Зелёная ночь - [4]

Шрифт
Интервал

До сих пор он помнил, как труден был этот путь, сколько пришлось перенести в дороге, в каком жалком виде добрался он до пристани Стамбула... Три дня вместе с попутчиком брели они по просёлочным дорогам, сгибаясь под тяжестью своих хейбе, потом три ночи валялись в трюме парохода, гружённого овцами.

Еле живой от усталости, бессонницы и голода, очутился Шахин на суше. И сразу же со всех сторон на него обрушился многоголосый грохот незнакомого города. Помутившимся взором смотрел бедняга вокруг себя. Всё представлялось, словно во сне, каким-то страшным кошмаром, от которого можно сойти с ума: и толпа, бурлившая на набережной, оравшая на всех языках, как будто наступил конец света и день Страшного суда, и бесчисленные коробки домов, и купола мечетей Стамбула и Галаты,— они громоздились друг на друга, карабкались по склонам городских холмов и даже, казалось, висели в воздухе... Он всё-всё помнил... И этот хаос царил не только в мире, окружавшем его, но и в душе и в мыслях его, путавшихся от мрачных предчувствий, неясных страхов...

Прежде и теперь!.. Никогда ещё Шахин не испытывал такой гордости, такого наслаждения от сознания разницы между своим прежним и теперешним положением...

Но различие состояло не только в том, что вместо жалкого, голодного софты на пристани теперь стоял человек самостоятельный, окончивший институт, уважаемый, почтенный господин учитель, которому установлено казённое жалованье. Отныне он избавлен от пустых страхов и суеверия...

В мыслях его царила полная ясность, вот такая же, как это светлое сентябрьское утро. Всё было четким, устойчивым, всё имело определенные границы. Отныне он твёрдо знал, к чему надо стремиться, о чём мечтать, он знал своё назначение в этом мире...

Уже, кажется, было забыто, чего ему стоили и эта ясность мыслей, и это душевное спокойствие,— скольких лишений, трудов и слёз. И, шагая по улице, уверенно пробираясь сквозь толпу, он улыбался счастливой улыбкой.

Знакомые, завидев Шахина-эфенди в столь необычном для него костюме да ещё в таком прекрасном настроении, спешили преградить ему путь и, зная его как человека, любящего пофилософствовать и пошутить, приставали к нему с вопросами:

— Шахин-эфенди, что это за великолепие? Уж не собираешься ли ты жениться?..

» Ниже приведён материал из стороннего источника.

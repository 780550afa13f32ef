use std::sync::{Arc, Mutex};

use super::error::ExecResult;
use super::tuple::Tuple;
use super::Operator;
use crate::file::{BufferManager, FileHandle, PageId};
use crate::record::{RecordError, SlotId, Table, decode_row, page_row};

/// Sequential scan producing every row of a table file in (page asc,
/// slot asc) order.
///
/// At most one page is pinned at a time: the current page stays pinned
/// between `next` calls and is released when the scan crosses a page
/// boundary or closes. End of file is detected when the next page fetch
/// returns a null page.
pub struct SeqScan {
    buffer: Arc<Mutex<BufferManager>>,
    file: FileHandle,
    table: Table,
    columns: Arc<[String]>,
    current_page: Option<PageId>,
    next_slot: SlotId,
    opened: bool,
}

impl SeqScan {
    pub fn new(
        buffer: Arc<Mutex<BufferManager>>,
        file: FileHandle,
        table: Table,
        columns: Arc<[String]>,
    ) -> Self {
        Self {
            buffer,
            file,
            table,
            columns,
            current_page: None,
            next_slot: 0,
            opened: false,
        }
    }
}

impl Operator for SeqScan {
    fn open(&mut self) -> ExecResult<()> {
        if self.opened {
            return Ok(());
        }

        let mut bm = self.buffer.lock().unwrap();
        self.next_slot = 0;
        self.current_page = if bm.get_page(self.file, 0)?.is_some() {
            Some(0)
        } else {
            None
        };
        self.opened = true;
        Ok(())
    }

    fn next(&mut self) -> ExecResult<Option<Tuple>> {
        if !self.opened {
            return Ok(None);
        }

        let mut bm = self.buffer.lock().unwrap();
        loop {
            let Some(page_id) = self.current_page else {
                return Ok(None);
            };

            let buf = bm
                .peek_page(self.file, page_id)
                .ok_or(RecordError::BufferExhausted)?;
            if let Some(row) = page_row(buf, self.table.row_size(), self.next_slot) {
                let values = decode_row(self.table, row)?;
                self.next_slot += 1;
                return Ok(Some(Tuple::new(values, self.columns.clone())));
            }

            // Page exhausted: release it before fetching the next one
            bm.unpin_page(self.file, page_id);
            self.current_page = None;
            self.next_slot = 0;

            if bm.get_page(self.file, page_id + 1)?.is_some() {
                self.current_page = Some(page_id + 1);
            } else {
                return Ok(None);
            }
        }
    }

    fn close(&mut self) -> ExecResult<()> {
        if !self.opened {
            return Ok(());
        }

        if let Some(page_id) = self.current_page.take() {
            self.buffer.lock().unwrap().unpin_page(self.file, page_id);
        }
        self.next_slot = 0;
        self.opened = false;
        Ok(())
    }
}
//! Client session: command handshake, stdin pump, and the server frame loop.

use std::io::IsTerminal;
use std::sync::Arc;

use anyhow::{bail, Context};
use tokio::io::{AsyncRead, AsyncReadExt, AsyncWriteExt, WriteHalf};
use tokio::signal::unix::{signal, SignalKind};
use tokio_util::sync::CancellationToken;
use tracing::{debug, info, warn};

use ffremote_core::command::encode_command;
use ffremote_core::{read_frame, BoxedConnection, Error as ProtocolError, FrameSink, MessageType};

type Sink = FrameSink<WriteHalf<BoxedConnection>>;

/// Run one session over an established connection: send the authenticated
/// command, pump stdin upward and server frames downward, and return the
/// remote exit code.
pub async fn run(
    conn: BoxedConnection,
    auth_secret: &str,
    remote_args: &[String],
) -> anyhow::Result<i32> {
    let (mut reader, writer) = tokio::io::split(conn);
    let sink = Arc::new(FrameSink::new(writer));

    let payload = encode_command(auth_secret, remote_args)?;
    sink.send(MessageType::Command, &payload)
        .await
        .context("failed to send command")?;
    info!(args = ?remote_args, "command sent");

    let token = CancellationToken::new();
    tokio::spawn(watch_signals(sink.clone(), token.clone()));
    let pump = tokio::spawn(pump_stdin(sink.clone(), token.clone()));

    let outcome = read_server_frames(&mut reader, &token).await;

    // Stop the pump (it may still be blocked on a terminal-less stdin) and
    // wait for it so its final StdinClose is on the wire before we drop the
    // connection.
    token.cancel();
    let _ = pump.await;

    outcome
}

/// First interrupt: tell the server to cancel, then cancel the session.
/// Second interrupt: force exit with the conventional SIGINT status.
async fn watch_signals(sink: Arc<Sink>, token: CancellationToken) {
    let mut terminate = match signal(SignalKind::terminate()) {
        Ok(terminate) => terminate,
        Err(e) => {
            warn!(error = %e, "failed to install SIGTERM handler");
            return;
        }
    };

    tokio::select! {
        _ = tokio::signal::ctrl_c() => {}
        _ = terminate.recv() => {}
    }
    eprintln!("Received interrupt signal, cancelling...");
    // Send the cancel frame before cancelling the session so the server is
    // notified even if the frame loop has not started reading yet.
    if let Err(e) = sink.send(MessageType::Cancel, &[]).await {
        debug!(error = %e, "failed to send cancel frame");
    }
    token.cancel();

    tokio::select! {
        _ = tokio::signal::ctrl_c() => {}
        _ = terminate.recv() => {}
    }
    eprintln!("Received second interrupt signal, forcing exit...");
    std::process::exit(130);
}

/// Forward local stdin to the server in 4 KiB chunks.
///
/// A terminal stdin is never forwarded; the server just sees an immediate
/// close. The pump also closes stdin on session cancellation so the remote
/// process observes EOF.
async fn pump_stdin(sink: Arc<Sink>, token: CancellationToken) {
    if std::io::stdin().is_terminal() {
        debug!("stdin is a terminal, not forwarding");
        send_stdin_close(&sink).await;
        return;
    }

    debug!("forwarding stdin to server");
    let mut stdin = tokio::io::stdin();
    let mut buffer = vec![0u8; 4096];

    loop {
        tokio::select! {
            _ = token.cancelled() => {
                debug!("session cancelled, closing stdin");
                send_stdin_close(&sink).await;
                return;
            }
            read = stdin.read(&mut buffer) => match read {
                Ok(0) => {
                    debug!("reached end of stdin");
                    send_stdin_close(&sink).await;
                    return;
                }
                Ok(n) => {
                    if let Err(e) = sink.send(MessageType::Stdin, &buffer[..n]).await {
                        warn!(error = %e, "error sending stdin data");
                        return;
                    }
                }
                Err(e) => {
                    warn!(error = %e, "error reading from stdin");
                    send_stdin_close(&sink).await;
                    return;
                }
            }
        }
    }
}

async fn send_stdin_close(sink: &Sink) {
    if let Err(e) = sink.send(MessageType::StdinClose, &[]).await {
        debug!(error = %e, "failed to send stdin close");
    }
}

/// Dispatch server frames until an exit code, an error, or a disconnect.
async fn read_server_frames<R>(reader: &mut R, token: &CancellationToken) -> anyhow::Result<i32>
where
    R: AsyncRead + Unpin,
{
    let mut stdout = tokio::io::stdout();
    let mut stderr = tokio::io::stderr();

    loop {
        let frame = tokio::select! {
            _ = token.cancelled() => bail!("operation cancelled"),
            frame = read_frame(reader) => frame,
        };

        let frame = match frame {
            Ok(frame) => frame,
            Err(ProtocolError::ConnectionClosed) => {
                bail!("connection closed by server without exit code")
            }
            Err(e) => return Err(e).context("error reading server message"),
        };

        match frame.message_type() {
            Some(MessageType::Stdout) => {
                stdout.write_all(&frame.payload).await?;
                stdout.flush().await?;
            }
            Some(MessageType::Stderr) => {
                stderr.write_all(&frame.payload).await?;
                stderr.flush().await?;
            }
            Some(MessageType::ExitCode) => {
                let code = frame.payload.first().copied().unwrap_or(0);
                info!(code, "received exit code from server");
                return Ok(i32::from(code));
            }
            Some(MessageType::Error) => {
                bail!("server error: {}", String::from_utf8_lossy(&frame.payload))
            }
            _ => {
                debug!(frame_type = frame.frame_type, "ignoring unexpected message type");
            }
        }
    }
}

— Ходжа, поведение твоё мне что-то не нравится сегодня. Никак, с раннего утра на любовное свидание собрался?..

— Мулла, стоило тебе костюм сменить, ты уж загордился, старых друзей не замечаешь! Куда это годится?..

И каждому Шахин-эфенди отвечал приветливо и любезно:

— Что ж, если аллаху будет угодно, и такое время придёт.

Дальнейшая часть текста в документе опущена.